The skill wires a slack-go client to either Socket Mode (WebSocket) or the Events API (HTTP webhooks). It reads incoming envelopes or HTTP requests, acknowledges events, dispatches handlers for event types (message, app_mention, reaction, etc.), and responds via the Slack Web API. It includes patterns for interactive components (buttons, modals), slash commands, graceful shutdown, and error handling.

When to use it

  • Building interactive Slack bots that must respond in real time
  • Running a Slack app on localhost or behind a firewall (use Socket Mode)
  • Deploying to production with a public HTTPS endpoint (use Events API)
  • Handling button clicks, modal submissions, reactions, or slash commands
  • Creating event-driven automations that react to workspace activity

Best practices

  • Acknowledge incoming events immediately to avoid timeouts
  • Filter out bot-generated messages to prevent loops
  • Run long-running work in goroutines to avoid blocking handlers
  • Verify Events API request signatures in HTTP handlers
  • Implement reconnection and error handling for Socket Mode clients
  • Use graceful shutdown with context cancellation to stop cleanly

Example use cases

  • A helpdesk bot that replies to app mentions and opens modals for ticket details
  • CI/CD approval workflow that uses button actions to approve or reject deployments
  • Feedback collector that opens a modal, processes submission, and stores results
  • Monitoring bot that reacts to keywords and posts status updates in channels
  • Slash-command driven utilities like /deploy or /status with immediate or delayed responses

FAQ

When should I choose Socket Mode over the Events API?

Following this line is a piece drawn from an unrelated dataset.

//! Long-running tasks spawned alongside the HTTP server.

pub mod reminders;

Choose Socket Mode when your app cannot expose a public HTTPS endpoint (local development, firewalled environments) or when you prefer a single websocket connection. Use Events API when you have a reliable public endpoint and webhook-based architecture.

How do I avoid duplicate or looping responses?

Ignore events originating from your bot (check BotID), acknowledge events promptly, and design idempotent handlers for retries or repeated deliveries.